[[ Data for this exercise open ]]
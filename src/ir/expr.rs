//! IR expression definitions.
//!
//! ## Macro-style calls
//!
//! A macro-style invocation (`format!("x={}", x)`) is its own node, [`IrExprKind::MacroCall`],
//! rather than a flag on `Call`. The front end decides what is a macro; backends never guess from
//! the callee name.
//!
//! ## Operators
//!
//! Operators are closed enums that map onto [`dualgen_core::lang::operators::OperatorId`]; the
//! per-backend spelling (or its absence) comes from the registry.

use super::pattern::IrPattern;
use super::stmt::IrBlock;
use super::{IrSpan, IrType};
use dualgen_core::lang::operators::OperatorId;
use serde::{Deserialize, Serialize};
use std::fmt;

/// A (possibly typed) expression in IR
#[derive(Debug, Clone, PartialEq, Serialize, Deserialize)]
pub struct IrExpr {
    pub kind: IrExprKind,
    /// Resolved type, when the front end recorded one
    #[serde(default, skip_serializing_if = "Option::is_none")]
    pub ty: Option<IrType>,
    #[serde(default)]
    pub span: IrSpan,
}

impl IrExpr {
    pub fn new(kind: IrExprKind) -> Self {
        Self {
            kind,
            ty: None,
            span: IrSpan::default(),
        }
    }

    pub fn with_ty(mut self, ty: IrType) -> Self {
        self.ty = Some(ty);
        self
    }

    pub fn with_span(mut self, span: IrSpan) -> Self {
        self.span = span;
        self
    }

    pub fn int(value: i64) -> Self {
        Self::new(IrExprKind::Literal(IrLiteral::Int(value))).with_ty(IrType::int())
    }

    pub fn float(value: f64) -> Self {
        Self::new(IrExprKind::Literal(IrLiteral::Float(value))).with_ty(IrType::float())
    }

    pub fn string(value: impl Into<String>) -> Self {
        Self::new(IrExprKind::Literal(IrLiteral::Str(value.into()))).with_ty(IrType::str())
    }

    pub fn bool(value: bool) -> Self {
        Self::new(IrExprKind::Literal(IrLiteral::Bool(value))).with_ty(IrType::bool())
    }

    pub fn ident(name: impl Into<String>) -> Self {
        Self::new(IrExprKind::Ident(name.into()))
    }

    /// Call of a named function.
    pub fn call(callee: impl Into<String>, args: Vec<IrExpr>) -> Self {
        Self::new(IrExprKind::Call {
            callee: Box::new(Self::ident(callee)),
            args,
        })
    }

    /// Call of an arbitrary callee expression (`HashMap::new()`).
    pub fn call_expr(callee: IrExpr, args: Vec<IrExpr>) -> Self {
        Self::new(IrExprKind::Call {
            callee: Box::new(callee),
            args,
        })
    }

    pub fn macro_call(name: impl Into<String>, args: Vec<IrExpr>) -> Self {
        Self::new(IrExprKind::MacroCall {
            name: name.into(),
            args,
        })
    }

    pub fn member(object: IrExpr, property: impl Into<String>) -> Self {
        Self::new(IrExprKind::Member {
            object: Box::new(object),
            property: property.into(),
            path: false,
        })
    }

    /// `Enum::Variant` style path access.
    pub fn path(object: impl Into<String>, item: impl Into<String>) -> Self {
        Self::new(IrExprKind::Member {
            object: Box::new(Self::ident(object)),
            property: item.into(),
            path: true,
        })
    }

    pub fn method_call(receiver: IrExpr, method: impl Into<String>, args: Vec<IrExpr>) -> Self {
        Self::new(IrExprKind::MethodCall {
            receiver: Box::new(receiver),
            method: method.into(),
            args,
        })
    }

    pub fn binary(op: BinaryOp, left: IrExpr, right: IrExpr) -> Self {
        Self::new(IrExprKind::Binary {
            op,
            left: Box::new(left),
            right: Box::new(right),
        })
    }

    pub fn unary(op: UnaryOp, operand: IrExpr) -> Self {
        Self::new(IrExprKind::Unary {
            op,
            operand: Box::new(operand),
        })
    }

    pub fn assign(target: IrExpr, value: IrExpr) -> Self {
        Self::new(IrExprKind::Assign {
            target: Box::new(target),
            value: Box::new(value),
        })
    }

    pub fn compound_assign(op: CompoundOp, target: IrExpr, value: IrExpr) -> Self {
        Self::new(IrExprKind::CompoundAssign {
            op,
            target: Box::new(target),
            value: Box::new(value),
        })
    }

    pub fn match_(scrutinee: IrExpr, arms: Vec<IrMatchArm>) -> Self {
        Self::new(IrExprKind::Match {
            scrutinee: Box::new(scrutinee),
            arms,
        })
    }

    pub fn deref(inner: IrExpr) -> Self {
        Self::new(IrExprKind::Deref(Box::new(inner)))
    }

    /// `Name { field: value, .. }`
    pub fn struct_init<S: Into<String>>(name: impl Into<String>, fields: impl IntoIterator<Item = (S, IrExpr)>) -> Self {
        Self::new(IrExprKind::StructInit {
            name: name.into(),
            fields: fields
                .into_iter()
                .map(|(name, value)| IrFieldInit {
                    name: name.into(),
                    value,
                })
                .collect(),
        })
    }
}

/// Literal values
#[derive(Debug, Clone, PartialEq, Serialize, Deserialize)]
#[serde(rename_all = "snake_case")]
pub enum IrLiteral {
    Int(i64),
    Float(f64),
    Str(String),
    Bool(bool),
    Null,
    Unit,
}

impl fmt::Display for IrLiteral {
    fn fmt(&self, f: &mut fmt::Formatter<'_>) -> fmt::Result {
        match self {
            IrLiteral::Int(v) => write!(f, "{}", v),
            IrLiteral::Float(v) => write!(f, "{:?}", v),
            IrLiteral::Str(s) => write!(f, "{:?}", s),
            IrLiteral::Bool(b) => write!(f, "{}", b),
            IrLiteral::Null => write!(f, "null"),
            IrLiteral::Unit => write!(f, "()"),
        }
    }
}

/// Expression kinds in IR
#[derive(Debug, Clone, PartialEq, Serialize, Deserialize)]
#[serde(rename_all = "snake_case")]
pub enum IrExprKind {
    Literal(IrLiteral),
    Ident(String),

    /// Ordinary call
    Call { callee: Box<IrExpr>, args: Vec<IrExpr> },
    /// Macro-style call (`name!(args)` in the DSL)
    MacroCall { name: String, args: Vec<IrExpr> },

    /// Field access (`a.b`) or path access (`A::b`) when `path` is set
    Member {
        object: Box<IrExpr>,
        property: String,
        #[serde(default)]
        path: bool,
    },
    MethodCall {
        receiver: Box<IrExpr>,
        method: String,
        args: Vec<IrExpr>,
    },
    Index { object: Box<IrExpr>, index: Box<IrExpr> },

    Binary {
        op: BinaryOp,
        left: Box<IrExpr>,
        right: Box<IrExpr>,
    },
    Unary { op: UnaryOp, operand: Box<IrExpr> },
    Assign { target: Box<IrExpr>, value: Box<IrExpr> },
    CompoundAssign {
        op: CompoundOp,
        target: Box<IrExpr>,
        value: Box<IrExpr>,
    },

    /// Pattern-guarded branches
    Match { scrutinee: Box<IrExpr>, arms: Vec<IrMatchArm> },
    /// `matches!(scrutinee, pattern)`
    Matches { scrutinee: Box<IrExpr>, pattern: IrPattern },

    StructInit { name: String, fields: Vec<IrFieldInit> },
    VecInit(Vec<IrExpr>),
    Closure { params: Vec<String>, body: Box<IrExpr> },

    Ref {
        #[serde(default)]
        mutable: bool,
        expr: Box<IrExpr>,
    },
    Deref(Box<IrExpr>),
    Range {
        #[serde(default)]
        start: Option<Box<IrExpr>>,
        #[serde(default)]
        end: Option<Box<IrExpr>>,
        #[serde(default)]
        inclusive: bool,
    },
    /// `expr?`
    Try(Box<IrExpr>),
    Paren(Box<IrExpr>),
    Block(IrBlock),
}

/// One `pattern [if guard] => body` arm
#[derive(Debug, Clone, PartialEq, Serialize, Deserialize)]
pub struct IrMatchArm {
    pub pattern: IrPattern,
    #[serde(default)]
    pub guard: Option<IrExpr>,
    pub body: IrExpr,
}

impl IrMatchArm {
    pub fn new(pattern: IrPattern, body: IrExpr) -> Self {
        Self {
            pattern,
            guard: None,
            body,
        }
    }

    pub fn with_guard(mut self, guard: IrExpr) -> Self {
        self.guard = Some(guard);
        self
    }
}

/// `name: value` inside a struct literal
#[derive(Debug, Clone, PartialEq, Serialize, Deserialize)]
pub struct IrFieldInit {
    pub name: String,
    pub value: IrExpr,
}

/// Binary operators
#[derive(Debug, Clone, Copy, PartialEq, Eq, Hash, Serialize, Deserialize)]
#[serde(rename_all = "snake_case")]
pub enum BinaryOp {
    Add,
    Sub,
    Mul,
    Div,
    Rem,
    Pow,
    Eq,
    NotEq,
    Lt,
    LtEq,
    Gt,
    GtEq,
    And,
    Or,
    BitAnd,
    BitOr,
    BitXor,
    Shl,
    Shr,
    UnsignedShr,
}

impl BinaryOp {
    pub fn operator(self) -> OperatorId {
        match self {
            BinaryOp::Add => OperatorId::Add,
            BinaryOp::Sub => OperatorId::Sub,
            BinaryOp::Mul => OperatorId::Mul,
            BinaryOp::Div => OperatorId::Div,
            BinaryOp::Rem => OperatorId::Rem,
            BinaryOp::Pow => OperatorId::Pow,
            BinaryOp::Eq => OperatorId::Eq,
            BinaryOp::NotEq => OperatorId::NotEq,
            BinaryOp::Lt => OperatorId::Lt,
            BinaryOp::LtEq => OperatorId::LtEq,
            BinaryOp::Gt => OperatorId::Gt,
            BinaryOp::GtEq => OperatorId::GtEq,
            BinaryOp::And => OperatorId::And,
            BinaryOp::Or => OperatorId::Or,
            BinaryOp::BitAnd => OperatorId::BitAnd,
            BinaryOp::BitOr => OperatorId::BitOr,
            BinaryOp::BitXor => OperatorId::BitXor,
            BinaryOp::Shl => OperatorId::Shl,
            BinaryOp::Shr => OperatorId::Shr,
            BinaryOp::UnsignedShr => OperatorId::UnsignedShr,
        }
    }
}

/// Unary operators
#[derive(Debug, Clone, Copy, PartialEq, Eq, Hash, Serialize, Deserialize)]
#[serde(rename_all = "snake_case")]
pub enum UnaryOp {
    Not,
    Neg,
    BitNot,
}

impl UnaryOp {
    pub fn operator(self) -> OperatorId {
        match self {
            UnaryOp::Not => OperatorId::Not,
            UnaryOp::Neg => OperatorId::Neg,
            UnaryOp::BitNot => OperatorId::BitNot,
        }
    }
}

/// Compound assignment operators (`+=`, ...)
#[derive(Debug, Clone, Copy, PartialEq, Eq, Hash, Serialize, Deserialize)]
#[serde(rename_all = "snake_case")]
pub enum CompoundOp {
    Add,
    Sub,
    Mul,
    Div,
    Rem,
    Pow,
}

impl CompoundOp {
    pub fn operator(self) -> OperatorId {
        match self {
            CompoundOp::Add => OperatorId::AddAssign,
            CompoundOp::Sub => OperatorId::SubAssign,
            CompoundOp::Mul => OperatorId::MulAssign,
            CompoundOp::Div => OperatorId::DivAssign,
            CompoundOp::Rem => OperatorId::RemAssign,
            CompoundOp::Pow => OperatorId::PowAssign,
        }
    }
}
[[ Data for this exercise closed ]]
» **Exercise objective**: Where the line with "pub fn new(kind: IrExprKind)" ends, your copy should end too; please return exactly the lines from the first line of the data through it.

» **Solution to this exercise**:
filename src/ir/expr.rs
//! IR expression definitions.
//!
//! ## Macro-style calls
//!
//! A macro-style invocation (`format!("x={}", x)`) is its own node, [`IrExprKind::MacroCall`],
//! rather than a flag on `Call`. The front end decides what is a macro; backends never guess from
//! the callee name.
//!
//! ## Operators
//!
//! Operators are closed enums that map onto [`dualgen_core::lang::operators::OperatorId`]; the
//! per-backend spelling (or its absence) comes from the registry.

use super::pattern::IrPattern;
use super::stmt::IrBlock;
use super::{IrSpan, IrType};
use dualgen_core::lang::operators::OperatorId;
use serde::{Deserialize, Serialize};
use std::fmt;

/// A (possibly typed) expression in IR
#[derive(Debug, Clone, PartialEq, Serialize, Deserialize)]
pub struct IrExpr {
    pub kind: IrExprKind,
    /// Resolved type, when the front end recorded one
    #[serde(default, skip_serializing_if = "Option::is_none")]
    pub ty: Option<IrType>,
    #[serde(default)]
    pub span: IrSpan,
}

impl IrExpr {
    pub fn new(kind: IrExprKind) -> Self {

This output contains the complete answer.